ACTION ITEM = Transcribe exactly the line containing "pub async fn item_delete(Path(id): Path<String>)" and the remaining lines of the listing below, through the very last.

DATASET EXTRACT =

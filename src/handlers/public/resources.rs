//! Public catalog listings: parent-key filtered views of the resource
//! hierarchy with field-exclusion projection.

use axum::extract::{Path, Query};
use axum::Json;
use serde::Deserialize;
use serde_json::{json, Value};
use uuid::Uuid;

use crate::database::repository;
use crate::error::{ApiError, ApiResult};

/// GET /resources/languages - unique languages across the library
pub async fn languages_get() -> ApiResult<Json<Value>> {
    let languages = repository::distinct_languages().await?;
    Ok(Json(json!({ "languages": languages })))
}

#[derive(Debug, Deserialize)]
pub struct SubjectsQuery {
    pub lan: Option<String>,
}

/// GET /resources/subjects?lan= - subjects available for a language
pub async fn subjects_get(Query(query): Query<SubjectsQuery>) -> ApiResult<Json<Value>> {
    let lan = query
        .lan
        .as_deref()
        .map(str::trim)
        .filter(|lan| !lan.is_empty())
        .ok_or_else(|| {
            ApiError::bad_request("Query param \"lan\" is required and must be a string.")
        })?;

    let resources = repository::resources_by_language(lan).await?;
    Ok(Json(json!({ "resources": resources })))
}

/// GET /resource-data-entries/:resource_id - entries under a resource
pub async fn entries_get(Path(resource_id): Path<String>) -> ApiResult<Json<Value>> {
    let resource_id = parse_id(&resource_id)?;
    let entries = repository::entries_for_resource(resource_id).await?;
    Ok(Json(json!({ "entries": entries })))
}

/// GET /subdata/:resource_data_entry_id - sub-data under an entry
pub async fn sub_data_get(Path(entry_id): Path<String>) -> ApiResult<Json<Value>> {
    let entry_id = parse_id(&entry_id)?;
    let sub_data = repository::sub_data_for_entry(entry_id).await?;
    Ok(Json(json!({ "subData": sub_data })))
}

/// GET /resource-items/:sub_data_id - items under a sub-data node
pub async fn items_get(Path(sub_data_id): Path<String>) -> ApiResult<Json<Value>> {
    let sub_data_id = parse_id(&sub_data_id)?;
    let items = repository::items_for_sub_data(sub_data_id).await?;
    Ok(Json(json!({ "items": items })))
}

pub(crate) fn parse_id(raw: &str) -> Result<Uuid, ApiError> {
    Uuid::parse_str(raw).map_err(|_| ApiError::bad_request("Invalid ID"))
}
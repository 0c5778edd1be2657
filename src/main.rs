use resource_library_api::{config, database, routes};

#[tokio::main]
async fn main() {
    // Load .env if present so cargo run picks up DATABASE_URL, JWT_SECRET, etc.
    let _ = dotenvy::dotenv();

    tracing_subscriber::fmt::init();

    let config = config::config();
    tracing::info!("Starting resource library API in {:?} mode", config.environment);

    // A database that cannot be reached at startup is the one fatal
    // configuration error; everything else degrades per request.
    if let Err(e) = database::manager::connect().await {
        tracing::error!("Error connecting to database: {}", e);
        std::process::exit(1);
    }
    tracing::info!("Database connected successfully");

    let app = routes::app();

    let bind_addr = format!("0.0.0.0:{}", config.server.port);
    let listener = tokio::net::TcpListener::bind(&bind_addr)
        .await
        .unwrap_or_else(|e| panic!("failed to bind {}: {}", bind_addr, e));

    tracing::info!("Resource library API listening on http://{}", bind_addr);

    axum::serve(listener, app).await.expect("server");
}
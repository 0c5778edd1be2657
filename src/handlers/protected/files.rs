//! Gated file-retrieval routes: raw object download for resource items and
//! messaging-service upload for sub-data objects.

use axum::body::Body;
use axum::extract::Path;
use axum::http::{header, StatusCode};
use axum::response::Response;
use axum::Json;
use serde_json::{json, Value};

use crate::database::repository;
use crate::error::{ApiError, ApiResult};
use crate::handlers::public::resources::parse_id;
use crate::storage::{self, messaging};

/// GET /resource-items/link/:id - download the stored object for an item
pub async fn item_download(Path(id): Path<String>) -> Result<Response, ApiError> {
    let id = parse_id(&id)?;

    let item = repository::item_link(id)
        .await?
        .ok_or_else(|| ApiError::not_found("Resource item not found"))?;
    let link = item
        .link
        .ok_or_else(|| ApiError::not_found("Resource item not found"))?;

    let bytes = storage::bridge().fetch_object(&link).await?;

    Response::builder()
        .status(StatusCode::OK)
        .header(header::CONTENT_TYPE, "application/octet-stream")
        .header(
            header::CONTENT_DISPOSITION,
            format!("attachment; filename=\"{}\"", item.name),
        )
        .body(Body::from(bytes))
        .map_err(|e| ApiError::internal_server_error(format!("failed to build response: {}", e)))
}

/// GET /subdata/link/:id - push the stored object to the messaging service
/// and return the resulting media handle
pub async fn sub_data_media(Path(id): Path<String>) -> ApiResult<Json<Value>> {
    let id = parse_id(&id)?;

    let link = repository::sub_data_link(id)
        .await?
        .and_then(|row| row.link)
        .ok_or_else(|| ApiError::not_found("SubData not found"))?;

    let media = messaging::upload_media(&link).await?;
    Ok(Json(json!({ "media": media })))
}
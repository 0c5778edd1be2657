//! Storage bridge: presigned links and buffered object fetches against an
//! S3-compatible bucket, plus the messaging-service media upload.

pub mod messaging;
pub mod sign;

use once_cell::sync::Lazy;
use url::Url;

use crate::config::{self, StorageConfig};
use sign::{Credentials, PresignRequest};

#[derive(Debug, thiserror::Error)]
pub enum StorageError {
    #[error("storage credentials not configured")]
    CredentialsMissing,
    #[error(transparent)]
    Sign(#[from] sign::SignError),
    #[error("object fetch failed: {0}")]
    Fetch(String),
    #[error("object fetch returned status {0}")]
    FetchStatus(u16),
    #[error("media upload failed: {0}")]
    Upload(String),
    #[error("media upload returned status {0}: {1}")]
    UploadStatus(u16, String),
}

pub struct S3Bridge {
    http: reqwest::Client,
    config: &'static StorageConfig,
}

impl S3Bridge {
    fn new() -> Self {
        Self {
            http: reqwest::Client::new(),
            config: &config::config().storage,
        }
    }

    /// Build a presigned GET link for a stored object key.
    pub fn presigned_url(&self, key: &str) -> Result<Url, StorageError> {
        let cfg = self.config;
        if cfg.access_key_id.is_empty() || cfg.secret_access_key.is_empty() {
            return Err(StorageError::CredentialsMissing);
        }

        let credentials = Credentials {
            access_key_id: cfg.access_key_id.clone(),
            secret_access_key: cfg.secret_access_key.clone(),
        };
        let request = PresignRequest {
            method: "GET",
            region: &cfg.region,
            bucket: &cfg.bucket,
            key,
            endpoint: cfg.endpoint.as_deref(),
            expires_secs: cfg.link_expiry_secs,
            time: None,
        };

        Ok(sign::presign(&credentials, &request)?)
    }

    /// Fetch an object's bytes through its presigned link.
    pub async fn fetch_object(&self, key: &str) -> Result<Vec<u8>, StorageError> {
        let url = self.presigned_url(key)?;

        let response = self
            .http
            .get(url)
            .send()
            .await
            .map_err(|e| StorageError::Fetch(e.to_string()))?;

        let status = response.status();
        if !status.is_success() {
            return Err(StorageError::FetchStatus(status.as_u16()));
        }

        let bytes = response
            .bytes()
            .await
            .map_err(|e| StorageError::Fetch(e.to_string()))?;
        Ok(bytes.to_vec())
    }

    pub(crate) fn http(&self) -> &reqwest::Client {
        &self.http
    }
}

static BRIDGE: Lazy<S3Bridge> = Lazy::new(S3Bridge::new);

/// Global bridge instance, configured once at startup.
pub fn bridge() -> &'static S3Bridge {
    &BRIDGE
}
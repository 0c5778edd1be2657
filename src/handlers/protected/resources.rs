//! Admin-gated writes for each collection in the hierarchy.

use axum::extract::Path;
use axum::http::StatusCode;
use axum::Json;
use serde_json::{json, Value};
use uuid::Uuid;

use crate::database::models::{NewDataEntry, NewItem, NewResource, NewSubData};
use crate::database::repository;
use crate::error::{ApiError, ApiResult};
use crate::handlers::public::resources::parse_id;

/// POST /resources
pub async fn resource_post(
    Json(new): Json<NewResource>,
) -> Result<(StatusCode, Json<Value>), ApiError> {
    let id = repository::insert_resource(&new).await?;
    Ok(created(id))
}

/// DELETE /resources/:id
pub async fn resource_delete(Path(id): Path<String>) -> ApiResult<Json<Value>> {
    let id = parse_id(&id)?;
    deleted(repository::delete_resource(id).await?, "Resource not found")
}

/// POST /resource-data-entries
pub async fn entry_post(
    Json(new): Json<NewDataEntry>,
) -> Result<(StatusCode, Json<Value>), ApiError> {
    let id = repository::insert_data_entry(&new).await?;
    Ok(created(id))
}

/// DELETE /resource-data-entries/:id
pub async fn entry_delete(Path(id): Path<String>) -> ApiResult<Json<Value>> {
    let id = parse_id(&id)?;
    deleted(
        repository::delete_data_entry(id).await?,
        "Resource data entry not found",
    )
}

/// POST /subdata
pub async fn sub_data_post(
    Json(new): Json<NewSubData>,
) -> Result<(StatusCode, Json<Value>), ApiError> {
    let id = repository::insert_sub_data(&new).await?;
    Ok(created(id))
}

/// DELETE /subdata/:id
pub async fn sub_data_delete(Path(id): Path<String>) -> ApiResult<Json<Value>> {
    let id = parse_id(&id)?;
    deleted(repository::delete_sub_data(id).await?, "SubData not found")
}

/// POST /resource-items
pub async fn item_post(Json(new): Json<NewItem>) -> Result<(StatusCode, Json<Value>), ApiError> {
    let id = repository::insert_item(&new).await?;
    Ok(created(id))
}

/// DELETE /resource-items/:id
pub async fn item_delete(Path(id): Path<String>) -> ApiResult<Json<Value>> {
    let id = parse_id(&id)?;
    deleted(
        repository::delete_item(id).await?,
        "Resource item not found",
    )
}

fn created(id: Uuid) -> (StatusCode, Json<Value>) {
    (StatusCode::CREATED, Json(json!({ "id": id })))
}

fn deleted(found: bool, missing_message: &str) -> ApiResult<Json<Value>> {
    if found {
        Ok(Json(json!({ "deleted": true })))
    } else {
        Err(ApiError::not_found(missing_message))
    }
}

TASK SOLUTION =
pub async fn item_delete(Path(id): Path<String>) -> ApiResult<Json<Value>> {
    let id = parse_id(&id)?;
    deleted(
        repository::delete_item(id).await?,
        "Resource item not found",
    )
}

fn created(id: Uuid) -> (StatusCode, Json<Value>) {
    (StatusCode::CREATED, Json(json!({ "id": id })))
}

fn deleted(found: bool, missing_message: &str) -> ApiResult<Json<Value>> {
    if found {
        Ok(Json(json!({ "deleted": true })))
    } else {
        Err(ApiError::not_found(missing_message))
    }
}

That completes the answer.